EXERCISE DETAILS: From the listing below, set down exactly the lines between the one holding "arrival order wins." and the one holding "their position; new", inclusive. No other line is wanted.

SOURCE DATA:
[Start of section]

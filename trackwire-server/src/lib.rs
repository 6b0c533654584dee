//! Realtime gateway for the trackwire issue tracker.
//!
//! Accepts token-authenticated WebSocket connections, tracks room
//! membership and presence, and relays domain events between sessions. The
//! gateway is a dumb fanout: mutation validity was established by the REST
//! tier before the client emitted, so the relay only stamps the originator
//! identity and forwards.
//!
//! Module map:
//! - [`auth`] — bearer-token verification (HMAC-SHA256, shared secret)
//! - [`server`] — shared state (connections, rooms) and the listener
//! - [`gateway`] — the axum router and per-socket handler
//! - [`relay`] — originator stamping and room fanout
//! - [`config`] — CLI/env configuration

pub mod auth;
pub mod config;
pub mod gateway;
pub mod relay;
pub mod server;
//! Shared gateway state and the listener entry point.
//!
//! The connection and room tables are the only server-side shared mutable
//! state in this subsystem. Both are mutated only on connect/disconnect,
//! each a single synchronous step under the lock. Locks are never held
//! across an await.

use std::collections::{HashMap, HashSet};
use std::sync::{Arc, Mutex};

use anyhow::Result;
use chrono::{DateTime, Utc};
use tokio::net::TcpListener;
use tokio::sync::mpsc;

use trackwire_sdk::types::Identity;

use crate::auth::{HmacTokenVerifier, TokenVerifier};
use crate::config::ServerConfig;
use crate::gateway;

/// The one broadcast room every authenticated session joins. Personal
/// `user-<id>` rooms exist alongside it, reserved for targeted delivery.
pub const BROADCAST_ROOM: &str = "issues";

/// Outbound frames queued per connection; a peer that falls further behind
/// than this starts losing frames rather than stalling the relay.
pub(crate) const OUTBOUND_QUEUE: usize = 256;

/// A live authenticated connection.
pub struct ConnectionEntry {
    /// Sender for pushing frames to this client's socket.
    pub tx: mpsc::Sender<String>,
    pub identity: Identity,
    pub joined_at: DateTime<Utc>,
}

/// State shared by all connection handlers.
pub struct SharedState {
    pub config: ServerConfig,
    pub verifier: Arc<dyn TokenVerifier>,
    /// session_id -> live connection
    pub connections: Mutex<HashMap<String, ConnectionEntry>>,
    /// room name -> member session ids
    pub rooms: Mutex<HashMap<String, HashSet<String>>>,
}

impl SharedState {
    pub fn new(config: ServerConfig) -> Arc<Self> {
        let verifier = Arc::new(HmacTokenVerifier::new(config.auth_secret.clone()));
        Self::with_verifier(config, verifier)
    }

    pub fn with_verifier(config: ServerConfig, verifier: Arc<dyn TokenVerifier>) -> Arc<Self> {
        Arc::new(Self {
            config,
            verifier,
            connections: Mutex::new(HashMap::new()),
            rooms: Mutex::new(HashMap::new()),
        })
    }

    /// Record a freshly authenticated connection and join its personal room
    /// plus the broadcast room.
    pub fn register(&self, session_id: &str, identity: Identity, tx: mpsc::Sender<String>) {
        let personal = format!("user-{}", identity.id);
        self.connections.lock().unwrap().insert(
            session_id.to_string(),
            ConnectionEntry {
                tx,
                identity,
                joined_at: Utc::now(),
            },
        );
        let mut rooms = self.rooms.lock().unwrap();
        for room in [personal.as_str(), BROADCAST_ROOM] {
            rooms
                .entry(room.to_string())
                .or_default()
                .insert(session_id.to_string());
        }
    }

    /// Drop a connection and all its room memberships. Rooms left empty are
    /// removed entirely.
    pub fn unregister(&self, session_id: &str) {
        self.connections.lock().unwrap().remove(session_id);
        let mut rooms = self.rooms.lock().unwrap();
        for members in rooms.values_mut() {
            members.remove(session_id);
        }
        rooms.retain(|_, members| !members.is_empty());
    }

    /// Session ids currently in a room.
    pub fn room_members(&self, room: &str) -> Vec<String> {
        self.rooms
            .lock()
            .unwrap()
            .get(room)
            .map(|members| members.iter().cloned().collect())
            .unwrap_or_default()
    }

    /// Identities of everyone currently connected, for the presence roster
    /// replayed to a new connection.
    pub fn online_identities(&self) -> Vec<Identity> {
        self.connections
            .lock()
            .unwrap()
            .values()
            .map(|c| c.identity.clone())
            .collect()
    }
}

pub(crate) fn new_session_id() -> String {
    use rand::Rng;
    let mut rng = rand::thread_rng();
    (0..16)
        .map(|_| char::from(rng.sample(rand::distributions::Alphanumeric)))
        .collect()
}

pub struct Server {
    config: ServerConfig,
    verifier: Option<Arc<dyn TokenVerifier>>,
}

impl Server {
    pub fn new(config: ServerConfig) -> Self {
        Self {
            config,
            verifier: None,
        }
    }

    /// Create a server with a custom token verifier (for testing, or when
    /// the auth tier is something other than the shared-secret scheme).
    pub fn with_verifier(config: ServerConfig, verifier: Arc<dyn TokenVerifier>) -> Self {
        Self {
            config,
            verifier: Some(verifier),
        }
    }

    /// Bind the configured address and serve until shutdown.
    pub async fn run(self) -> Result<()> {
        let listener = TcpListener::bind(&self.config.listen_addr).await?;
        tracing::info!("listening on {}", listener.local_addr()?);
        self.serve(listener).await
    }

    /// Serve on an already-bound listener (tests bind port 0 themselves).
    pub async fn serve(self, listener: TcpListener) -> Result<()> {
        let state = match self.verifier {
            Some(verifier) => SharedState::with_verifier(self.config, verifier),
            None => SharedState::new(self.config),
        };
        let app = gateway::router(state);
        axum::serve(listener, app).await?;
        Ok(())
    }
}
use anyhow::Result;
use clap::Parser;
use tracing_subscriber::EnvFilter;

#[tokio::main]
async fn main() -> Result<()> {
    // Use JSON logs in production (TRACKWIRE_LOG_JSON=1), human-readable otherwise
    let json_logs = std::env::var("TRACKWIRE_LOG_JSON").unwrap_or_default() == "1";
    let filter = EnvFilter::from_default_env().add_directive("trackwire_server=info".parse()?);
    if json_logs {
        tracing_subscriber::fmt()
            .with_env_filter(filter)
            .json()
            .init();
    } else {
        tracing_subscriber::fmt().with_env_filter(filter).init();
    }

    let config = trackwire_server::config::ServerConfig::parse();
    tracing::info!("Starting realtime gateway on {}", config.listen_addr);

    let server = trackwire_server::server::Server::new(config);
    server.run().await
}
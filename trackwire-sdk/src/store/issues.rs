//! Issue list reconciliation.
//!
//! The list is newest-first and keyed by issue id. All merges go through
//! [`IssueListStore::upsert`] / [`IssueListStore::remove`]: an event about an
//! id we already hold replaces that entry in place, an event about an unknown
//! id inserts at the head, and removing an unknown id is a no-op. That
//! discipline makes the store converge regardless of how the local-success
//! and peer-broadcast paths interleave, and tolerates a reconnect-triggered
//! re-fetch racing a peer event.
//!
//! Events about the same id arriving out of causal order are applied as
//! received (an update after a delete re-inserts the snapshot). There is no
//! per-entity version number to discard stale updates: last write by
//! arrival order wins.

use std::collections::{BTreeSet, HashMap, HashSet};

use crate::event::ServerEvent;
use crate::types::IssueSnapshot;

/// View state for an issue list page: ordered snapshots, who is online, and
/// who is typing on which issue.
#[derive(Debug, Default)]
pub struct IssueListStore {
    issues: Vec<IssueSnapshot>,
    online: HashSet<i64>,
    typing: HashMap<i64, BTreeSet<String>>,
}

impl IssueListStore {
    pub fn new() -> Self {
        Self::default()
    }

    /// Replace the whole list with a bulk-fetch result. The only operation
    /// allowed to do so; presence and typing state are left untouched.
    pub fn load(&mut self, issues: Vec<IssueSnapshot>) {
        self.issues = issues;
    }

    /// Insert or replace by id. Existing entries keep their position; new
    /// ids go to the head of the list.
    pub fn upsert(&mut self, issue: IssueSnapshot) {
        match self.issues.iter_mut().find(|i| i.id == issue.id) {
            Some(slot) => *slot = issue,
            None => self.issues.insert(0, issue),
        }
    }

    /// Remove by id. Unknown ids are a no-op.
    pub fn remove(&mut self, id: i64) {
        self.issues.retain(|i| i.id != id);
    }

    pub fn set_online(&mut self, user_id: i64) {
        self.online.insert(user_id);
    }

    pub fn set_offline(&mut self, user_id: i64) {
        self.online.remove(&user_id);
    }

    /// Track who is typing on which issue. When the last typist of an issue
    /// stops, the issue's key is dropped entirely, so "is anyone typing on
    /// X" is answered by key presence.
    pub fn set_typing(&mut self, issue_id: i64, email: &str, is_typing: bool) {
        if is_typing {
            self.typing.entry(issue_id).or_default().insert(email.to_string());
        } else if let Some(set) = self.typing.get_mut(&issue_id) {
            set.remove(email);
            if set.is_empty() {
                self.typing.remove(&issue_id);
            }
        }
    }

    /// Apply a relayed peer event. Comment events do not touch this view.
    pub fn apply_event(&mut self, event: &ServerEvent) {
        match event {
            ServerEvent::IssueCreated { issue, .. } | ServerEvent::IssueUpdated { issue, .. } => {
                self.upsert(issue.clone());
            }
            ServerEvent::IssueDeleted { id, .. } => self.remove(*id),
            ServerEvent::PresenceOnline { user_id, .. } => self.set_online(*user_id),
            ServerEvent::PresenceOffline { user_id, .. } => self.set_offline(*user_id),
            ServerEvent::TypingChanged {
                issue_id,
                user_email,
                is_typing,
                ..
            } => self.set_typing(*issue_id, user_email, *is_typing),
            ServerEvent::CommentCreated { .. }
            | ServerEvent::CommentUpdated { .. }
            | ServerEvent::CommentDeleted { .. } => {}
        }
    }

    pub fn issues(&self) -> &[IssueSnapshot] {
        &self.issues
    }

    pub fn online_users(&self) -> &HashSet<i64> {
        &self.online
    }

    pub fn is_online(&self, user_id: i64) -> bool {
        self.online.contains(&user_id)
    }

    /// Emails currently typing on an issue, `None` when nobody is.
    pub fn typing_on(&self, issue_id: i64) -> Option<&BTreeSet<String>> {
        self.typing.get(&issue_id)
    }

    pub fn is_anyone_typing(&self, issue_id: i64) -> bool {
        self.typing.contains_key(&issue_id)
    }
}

[End of section]

RESPONSE AREA:
//! arrival order wins.

use std::collections::{BTreeSet, HashMap, HashSet};

use crate::event::ServerEvent;
use crate::types::IssueSnapshot;

/// View state for an issue list page: ordered snapshots, who is online, and
/// who is typing on which issue.
#[derive(Debug, Default)]
pub struct IssueListStore {
    issues: Vec<IssueSnapshot>,
    online: HashSet<i64>,
    typing: HashMap<i64, BTreeSet<String>>,
}

impl IssueListStore {
    pub fn new() -> Self {
        Self::default()
    }

    /// Replace the whole list with a bulk-fetch result. The only operation
    /// allowed to do so; presence and typing state are left untouched.
    pub fn load(&mut self, issues: Vec<IssueSnapshot>) {
        self.issues = issues;
    }

    /// Insert or replace by id. Existing entries keep their position; new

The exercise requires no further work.